WENDAKE, QC, March 5 – In reaction to the editorial of Richard Martineau in yesterday’s edition of Journal de Québec titled “What the phoque!”, the Assembly of the First Nations of Quebec and Labrador (AFNQL), while not pretending to represent the Inuit People, denounces the irresponsible remarks made on Aboriginal peoples, particularly on the Inuits. “Mr. Martineau should educate himself a little more on the issue of aboriginal rights before going that far with such controversial remarks “, deplores the Chief of the AFNQL, Ghislain Picard.”This editorial is a blatant example of the ignorance of certain journalists of Quebec on the rights and the status of Aboriginal peoples. We have ancestral rights that are recognized at the international level and at the level of the Canadian Constitution. The Inuit people, along with the ten other Aboriginal nations of Quebec, are officially recognized as nations by the National Assembly since the mid 80’s, with everything that it entails”, states Ghislain Picard, who is saddened to see such a reputable journalist demonstrate such an intellectual laziness. “To confuse an aboriginal nation with an ethnic group is to show an unforgivable ignorance on the part of a professional newspaper journalist. The Inuits, just like the First Nations, form distinct peoples who have their own legal status.”

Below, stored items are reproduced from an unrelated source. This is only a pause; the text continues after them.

//! Direct solution by LU factorisation
//!
//! # Mathematical Background
//!
//! The matrix is factorised as `P A = L U` with partial pivoting, then
//! `x` follows from one forward and one backward substitution.
//!
//! A network containing a cluster with no Dirichlet pore produces a singular
//! matrix: the quantity in that cluster is only defined up to a constant.
//! Exact zero pivots are reported by the factorisation; near-zero pivots
//! are caught by checking the residual of the returned solution.

use crate::error::{Result, TransportError};
use crate::solver::assembly::LinearSystem;
use crate::solver::traits::{LinearSolver, SolveReport};
use nalgebra::DVector;
use tracing::debug;

/// Residual above which a factorised solution is treated as meaningless
const SINGULAR_RESIDUAL: f64 = 1e-6;

// =================================================================================================
// Direct Solver
// =================================================================================================

/// Dense LU solver
///
/// # Example
///
/// ```rust
/// use pnm_rs::solver::{DirectSolver, LinearSolver};
///
/// let solver = DirectSolver::new();
/// assert_eq!(solver.name(), "LU decomposition");
/// ```
#[derive(Debug, Clone, Copy, Default)]
pub struct DirectSolver;

impl DirectSolver {
    /// Create a new direct solver
    pub fn new() -> Self {
        Self
    }
}

impl LinearSolver for DirectSolver {
    fn solve(&self, system: &LinearSystem) -> Result<SolveReport> {
        let n = system.size();
        if n == 0 {
            return Ok(SolveReport {
                solution: DVector::zeros(0),
                iterations: 0,
                residual: 0.0,
            });
        }

        // ====== Factorisation ======

        let lu = system.matrix.clone().lu();
        let solution = lu.solve(&system.rhs).ok_or_else(|| {
            TransportError::SingularSystem(
                "zero pivot in LU factorisation (is every cluster connected to a Dirichlet pore?)"
                    .to_string(),
            )
        })?;

        // ====== Sanity check ======

        let residual = system.residual(&solution);
        if !residual.is_finite() || residual > SINGULAR_RESIDUAL {
            return Err(TransportError::SingularSystem(format!(
                "LU solution has relative residual {:e}",
                residual
            )));
        }

        debug!(unknowns = n, residual, "direct solve finished");

        Ok(SolveReport { solution, iterations: 1, residual })
    }

    fn name(&self) -> &str {
        "LU decomposition"
    }
}

// =================================================================================================
// Tests
// =================================================================================================
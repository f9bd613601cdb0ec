//! Output of transport results
//!
//! # Architecture
//!
//! ```text
//! output/
//! ├── mod.rs              ← This file
//! └── export/             ← Data export
//!     ├── mod.rs
//!     └── csv.rs
//! ```
//!
//! # Quick Start
//!
//! ```rust,ignore
//! use pnm_rs::output::export::{export_pore_results_csv, CsvConfig};
//!
//! let result = diffusion.into_result()?;
//! export_pore_results_csv(&network, &result, "mole_fraction.csv", None)?;
//! ```
//!
//! Export functions take the network for coordinates and a
//! [`TransportResult`](crate::solver::TransportResult) for values, so any
//! algorithm's output can be written the same way.

pub mod export;

// Re-export commonly used items for convenience
pub use export::{export_pore_results_csv, export_throat_rates_csv, CsvConfig, CsvMetadata};
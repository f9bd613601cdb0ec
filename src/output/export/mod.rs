//! Export of transport results to files
//!
//! | Format | Module  | Content |
//! |--------|---------|---------|
//! | CSV    | [`csv`] | pore field, throat rates |

pub mod csv;

pub use csv::{export_pore_results_csv, export_throat_rates_csv, CsvConfig, CsvMetadata};
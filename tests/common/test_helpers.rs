//! Helper functions for integration tests

use nalgebra::DVector;
use pnm_rs::algorithms::FickianDiffusion;
use pnm_rs::network::Network;
use pnm_rs::physics::Phase;
use pnm_rs::solver::BoundaryCondition;

/// Diffusion with Dirichlet `high` on `inlet` and `low` on `outlet`, not yet run
pub fn diffusion_between<'a>(
    network: &'a Network,
    phase: &'a Phase,
    inlet: (&str, f64),
    outlet: (&str, f64),
) -> FickianDiffusion<'a> {
    let mut diffusion = FickianDiffusion::new(network, phase);
    diffusion
        .set_boundary_conditions(BoundaryCondition::Dirichlet(inlet.1), &network.pores(inlet.0).unwrap())
        .unwrap();
    diffusion
        .set_boundary_conditions(BoundaryCondition::Dirichlet(outlet.1), &network.pores(outlet.0).unwrap())
        .unwrap();
    diffusion
}

/// Assert that two pore fields are close (within absolute tolerance)
pub fn assert_fields_close(field1: &DVector<f64>, field2: &DVector<f64>, tolerance: f64, message: &str) {
    assert_eq!(field1.len(), field2.len(), "{}: Dimension mismatch", message);

    for (i, (&v1, &v2)) in field1.iter().zip(field2.iter()).enumerate() {
        let diff = (v1 - v2).abs();
        assert!(
            diff < tolerance,
            "{}: Pore {} differs by {} (tolerance {})",
            message, i, diff, tolerance
        );
    }
}

/// Compute relative error: |actual - expected| / |expected|
pub fn relative_error(actual: f64, expected: f64) -> f64 {
    if expected.abs() < 1e-10 {
        (actual - expected).abs()
    } else {
        (actual - expected).abs() / expected.abs()
    }
}
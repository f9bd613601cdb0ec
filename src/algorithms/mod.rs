//! Transport algorithms for specific physical processes
//!
//! Each algorithm is a thin layer over
//! [`GenericLinearTransport`](crate::solver::GenericLinearTransport): it
//! knows which phase properties its process reads and writes, and how to
//! turn the generic effective property into a physical coefficient.
//!
//! | Algorithm | Conductance | Quantity | Effective property |
//! |-----------|-------------|----------|--------------------|
//! | [`FickianDiffusion`] | `throat.diffusive_conductance` | `pore.mole_fraction` | diffusivity |

mod fickian;

pub use fickian::{FickianDiffusion, DEFAULT_CONDUCTANCE, DEFAULT_QUANTITY};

The AFNQL insists on reminding Mr. Martineau that Canada was built on lands that were never surrendered by the Aboriginal peoples. The Aboriginal peoples of Canada own titles and rights over vast territories. They also possess their own orders of governance and the right to self-determination. The recent Declaration of the United Nations on the Rights of Aboriginal Peoples, voted for adoption by France among others, came and confirmed these rights at the international level.

In closing, the AFNQL is hoping that this tendency that certain journalists have to criticize the specific rights of First Nations, by maintaining certain myths which invites non-tolerance by the non-aboriginal population, will come to an end. Most definitely, this is not the best way to improve relations between Aboriginals and non-aboriginals. Instead, there is a need to find better ways to live in harmony, while mutually respecting each other.

The Assembly of the First Nations of Quebec and Labrador is the regional organization regrouping the Chiefs of the First Nations of Quebec and Labrador.